## Directions for this task
Go through the entries below and give the number of lines that have the string "translation", and only that.

## Dataset content

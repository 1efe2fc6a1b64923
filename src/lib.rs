//! Driver-neutral persistence boundary for a `PostgreSQL`-backed job queue.
//!
//! Queue logic is written once against the capability traits in [`adapter`] and runs on any
//! backend that implements them. Two backends ship with the crate, each behind a feature:
//!
//! - `postgres`: `tokio-postgres` clients pooled by `deadpool-postgres`
//! - `sqlite`: `rusqlite` connections pooled by `deadpool`
//!
//! ```rust,no_run
//! use queue_adapter::prelude::*;
//!
//! # async fn run() -> Result<(), AdapterError> {
//! let pool = SqliteOptionsBuilder::new("jobs.db").build().await?;
//! let tag = pool
//!     .execute(
//!         "update jobs set run_at = $1 where job_id = $2",
//!         &[RowValues::Text("2024-01-01 00:00:00".into()), RowValues::Int(7)],
//!     )
//!     .await?;
//! println!("{} job(s) rescheduled", tag.rows_affected());
//!
//! let mut queue = String::new();
//! match pool
//!     .query_row("select queue from jobs where job_id = $1", &[RowValues::Int(7)])
//!     .scan(&mut [&mut queue])
//!     .await
//! {
//!     Err(e) if e.is_no_rows() => println!("no such job"),
//!     other => other?,
//! }
//! # Ok(())
//! # }
//! ```

pub mod adapter;
pub mod error;
pub mod prelude;
pub mod results;
pub mod translation;
pub mod types;

#[cfg(feature = "postgres")]
pub mod postgres;
#[cfg(feature = "sqlite")]
pub mod sqlite;

pub use adapter::{Conn, ConnPool, Row, Tx};
pub use error::AdapterError;
pub use results::{CommandTag, ScanTarget, scan_into};
pub use translation::{PlaceholderStyle, align_args, translate_placeholders};
pub use types::{BackendKind, ParamConverter, RowValues};

/// Open a pool for `kind` with default options.
///
/// `target` is a connection URL for Postgres and a database path for `SQLite`.
///
/// # Errors
/// Returns `AdapterError::ConfigError` if the backend was not compiled in, otherwise the
/// backend's construction error.
pub async fn open_pool(kind: BackendKind, target: &str) -> Result<Box<dyn ConnPool>, AdapterError> {
    match kind {
        #[cfg(feature = "postgres")]
        BackendKind::Postgres => Ok(Box::new(postgres::PgOptions::from_url(target).build()?)),
        #[cfg(feature = "sqlite")]
        BackendKind::Sqlite => Ok(Box::new(sqlite::SqliteOptions::new(target).build().await?)),
        #[allow(unreachable_patterns)]
        other => Err(AdapterError::ConfigError(format!(
            "backend {other:?} is not enabled in this build"
        ))),
    }
}
//! Driver-neutral capabilities the job queue programs against.
//!
//! Every backend implements the same five pieces: [`ConnPool`], [`Conn`], [`Tx`], [`Row`] and
//! [`CommandTag`]. SQL always uses canonical `$1, $2, …` placeholders with 1-indexed arguments;
//! backends rewrite both into their native form and report [`AdapterError::NoRows`] /
//! [`AdapterError::TxClosed`] in place of their own equivalents.
//!
//! Cancellation follows the usual async rule: dropping a returned future abandons the call. Whether
//! the database stops working on it depends on the backend, see the backend module docs.

use async_trait::async_trait;

use crate::error::AdapterError;
use crate::results::{CommandTag, ScanTarget};
use crate::types::{BackendKind, RowValues};

/// A deferred single-row query.
///
/// Creating a `Row` only captures the executor, SQL and arguments; the query runs when
/// [`scan`](Row::scan) is awaited. `scan` consumes the row, so each row result runs at most one
/// query.
#[async_trait]
pub trait Row: Send {
    /// Run the query and copy the first row into `dest`, one destination per column.
    ///
    /// # Errors
    /// Returns `AdapterError::NoRows` when the query yields nothing, `AdapterError::TxClosed` when
    /// the row came from a finished transaction, `AdapterError::ScanError` when the destinations do
    /// not fit the row, and the backend's own error otherwise.
    async fn scan(self: Box<Self>, dest: &mut [&mut dyn ScanTarget]) -> Result<(), AdapterError>;
}

/// A transaction that owns one backend transaction for its whole life.
///
/// `commit` and `rollback` are terminal. After either has been sent every call, including a
/// second `commit`/`rollback`, returns `AdapterError::TxClosed`. Dropping an open transaction
/// rolls it back.
#[async_trait]
pub trait Tx: Send {
    /// # Errors
    /// Returns `AdapterError::TxClosed` once the transaction is finished, otherwise the backend error.
    async fn execute(&mut self, sql: &str, args: &[RowValues]) -> Result<CommandTag, AdapterError>;

    fn query_row<'a>(&'a mut self, sql: &str, args: &[RowValues]) -> Box<dyn Row + 'a>;

    /// # Errors
    /// Returns `AdapterError::TxClosed` if already finished, otherwise the backend error.
    async fn commit(&mut self) -> Result<(), AdapterError>;

    /// # Errors
    /// Returns `AdapterError::TxClosed` if already finished, otherwise the backend error.
    async fn rollback(&mut self) -> Result<(), AdapterError>;
}

/// One connection leased from a pool.
///
/// A transaction begun here borrows the connection, and [`release`](Conn::release) consumes it,
/// so neither can be used after the lease ends.
#[async_trait]
pub trait Conn: Send {
    /// # Errors
    /// Returns the backend error when the server cannot be reached.
    async fn ping(&mut self) -> Result<(), AdapterError>;

    /// # Errors
    /// Returns the backend error if `BEGIN` fails.
    async fn begin<'a>(&'a mut self) -> Result<Box<dyn Tx + 'a>, AdapterError>;

    /// # Errors
    /// Returns the backend error if the statement fails.
    async fn execute(&mut self, sql: &str, args: &[RowValues]) -> Result<CommandTag, AdapterError>;

    fn query_row<'a>(&'a mut self, sql: &str, args: &[RowValues]) -> Box<dyn Row + 'a>;

    /// Hand the connection back to its pool.
    ///
    /// # Errors
    /// Returns the backend error if an abandoned transaction could not be rolled back; the
    /// connection is then discarded rather than returned.
    async fn release(self: Box<Self>) -> Result<(), AdapterError>;
}

/// The process-wide entry point, safe to share between tasks.
///
/// `ping`, `begin`, `execute` and `query_row` each borrow a pooled connection for that one call.
/// Use [`acquire`](ConnPool::acquire) to hold a connection across several calls.
#[async_trait]
pub trait ConnPool: Send + Sync {
    fn backend(&self) -> BackendKind;

    /// # Errors
    /// Returns `AdapterError::PoolClosed` after `close`, otherwise the backend error.
    async fn ping(&self) -> Result<(), AdapterError>;

    /// Begin a transaction on a connection it owns until commit or rollback.
    ///
    /// # Errors
    /// Returns `AdapterError::PoolClosed` after `close`, otherwise the backend error.
    async fn begin(&self) -> Result<Box<dyn Tx>, AdapterError>;

    /// # Errors
    /// Returns `AdapterError::PoolClosed` after `close`, otherwise the backend error.
    async fn execute(&self, sql: &str, args: &[RowValues]) -> Result<CommandTag, AdapterError>;

    fn query_row<'a>(&'a self, sql: &str, args: &[RowValues]) -> Box<dyn Row + 'a>;

    /// Lease a connection that stays checked out until released.
    ///
    /// # Errors
    /// Returns `AdapterError::PoolClosed` after `close`, otherwise the pool or backend error.
    async fn acquire(&self) -> Result<Box<dyn Conn>, AdapterError>;

    /// Stop handing out connections. Idle connections are closed now, leased ones when they come
    /// back.
    ///
    /// # Errors
    /// Reserved for backends whose shutdown can fail; the bundled backends always succeed.
    async fn close(&self) -> Result<(), AdapterError>;
}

## Solution to this exercise
2